One reason given for the premium is that India has a wide range of listed private sector businesses and multinationals - something you don’t typically find in many other emerging markets (including China).
However, I would remind investors that Malaysia, Indonesia, Mexico and I think Nigeria as well have international MNCs who have their local units or JVs listed on local stock exchanges e.g. Heineken Malaysia (KLSE: HEIM), Wal-Mart de Mexico (BMV: WALMEX / FRA: 4GNB / OTCMKTS: WMMVY / WMMVF) and various British American Tobacco listings come to my mind.
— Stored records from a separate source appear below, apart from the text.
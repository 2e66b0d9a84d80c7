//! Newtype IDs for type-safe entity references.
//!
//! The backend services assign identifiers themselves and are not consistent
//! about their JSON type: some return numbers, some return strings. Every id
//! is normalised to a non-empty string on the way in and always serialized as
//! a string on the way out.

use serde::{Deserialize, Deserializer};
use thiserror::Error;

/// Error returned when an id cannot be built from its input.
#[derive(Debug, Clone, PartialEq, Eq, Error)]
pub enum ParseIdError {
    /// The input is empty or whitespace only.
    #[error("{kind} cannot be empty")]
    Empty {
        /// Name of the id type being parsed.
        kind: &'static str,
    },
}

/// Macro to define a type-safe ID wrapper.
///
/// Creates a newtype wrapper around `String` with:
/// - `Serialize` as a plain string, `Deserialize` from a string or an integer
/// - `Debug`, `Clone`, `PartialEq`, `Eq`, `Hash`, `Display`
/// - Conversion methods: `parse()`, `as_str()`, `into_inner()`
/// - `FromStr` rejecting empty input
///
/// # Example
///
/// ```rust
/// # use resto_core::define_id;
/// define_id!(TableId);
/// define_id!(WaiterId);
///
/// let table = TableId::parse("12").unwrap();
/// let waiter = WaiterId::parse("12").unwrap();
///
/// // These are different types, so this won't compile:
/// // let _: TableId = waiter;
/// # let _ = (table, waiter);
/// ```
#[macro_export]
macro_rules! define_id {
    ($name:ident) => {
        #[derive(Debug, Clone, PartialEq, Eq, Hash, ::serde::Serialize)]
        #[serde(transparent)]
        pub struct $name(String);

        impl $name {
            /// Build an id from its textual form.
            ///
            /// # Errors
            ///
            /// Returns an error if the input is empty or whitespace only.
            pub fn parse(id: &str) -> Result<Self, $crate::types::id::ParseIdError> {
                let trimmed = id.trim();
                if trimmed.is_empty() {
                    return Err($crate::types::id::ParseIdError::Empty {
                        kind: stringify!($name),
                    });
                }
                Ok(Self(trimmed.to_owned()))
            }

            /// Get the id as a string slice.
            #[must_use]
            pub fn as_str(&self) -> &str {
                &self.0
            }

            /// Consume the id and return its inner string.
            #[must_use]
            pub fn into_inner(self) -> String {
                self.0
            }
        }

        impl ::core::fmt::Display for $name {
            fn fmt(&self, f: &mut ::core::fmt::Formatter<'_>) -> ::core::fmt::Result {
                f.write_str(&self.0)
            }
        }

        impl ::core::str::FromStr for $name {
            type Err = $crate::types::id::ParseIdError;

            fn from_str(s: &str) -> Result<Self, Self::Err> {
                Self::parse(s)
            }
        }

        impl AsRef<str> for $name {
            fn as_ref(&self) -> &str {
                &self.0
            }
        }

        impl From<$name> for String {
            fn from(id: $name) -> Self {
                id.0
            }
        }

        impl<'de> ::serde::Deserialize<'de> for $name {
            fn deserialize<D>(deserializer: D) -> Result<Self, D::Error>
            where
                D: ::serde::Deserializer<'de>,
            {
                let raw = $crate::types::id::deserialize_raw_id(deserializer)?;
                Self::parse(&raw).map_err(::serde::de::Error::custom)
            }
        }
    };
}

/// Raw id as it appears on the wire.
#[derive(Deserialize)]
#[serde(untagged)]
enum RawId {
    Int(i64),
    Text(String),
}

/// Deserialize an id that may be encoded as a JSON number or string.
///
/// Used by [`define_id!`]; not meant to be called directly.
///
/// # Errors
///
/// Returns the deserializer's error if the value is neither a number nor a string.
#[doc(hidden)]
pub fn deserialize_raw_id<'de, D>(deserializer: D) -> Result<String, D::Error>
where
    D: Deserializer<'de>,
{
    Ok(match RawId::deserialize(deserializer)? {
        RawId::Int(n) => n.to_string(),
        RawId::Text(s) => s,
    })
}

define_id!(ClientId);
define_id!(AgentId);
define_id!(DeliveryId);
define_id!(OrderId);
In addition, the fund manager noted how India offers the potential for higher earnings and growth (albeit that has not always panned out). However, the point was made that while India’s macro picture might be great, you won’t see the benefits if you are invested in the wrong Indian stocks. This sort of logic probably applies to all emerging markets or, for that matter, hyped sectors or trends like nearshoring, China Plus One, and AI.
Speaking of nearshoring (or China Plus One), both fund managers agreed that it is happening and will benefit places like Asean or India. However, its probably not happening at the speed the western corporate media claims because more infrastructure needs to be built (and that’s where there are investing opportunities).
The same was said about AI as one fund manager believes that will benefit both Korea and Taiwan. But again, more infrastructure needs to be built and the supply chain needs to expand further. Neither of those things will happen over night.
And yet, some of our previous posts have noted or included stock charts of potential Taiwanese and Korean AI stocks or plays that (as our July 4th post detailed) remind me of the 3D printer stock bubble. The main difference being that hyped AI stocks (even those in Korea and Taiwan) seem to have much steeper upward trajectories - like the surviving 3D printer stocks who got nice bounces during COVID (only to fall back to earth):
Nevertheless, this post does cover a recent article about a fund who’s fund manager believes that emerging market telecommunications and IT servicing firms will benefit from AI adoption.
This sort of logic can also be applied to nearshoring. Instead of buying, for example, real estate logistics stocks or REITs which may have been bid up, look for sectors (e.g. cement) and stocks (e.g. cement stocks) that will indirectly benefit from nearshoring trends and the need to build more infrastructure.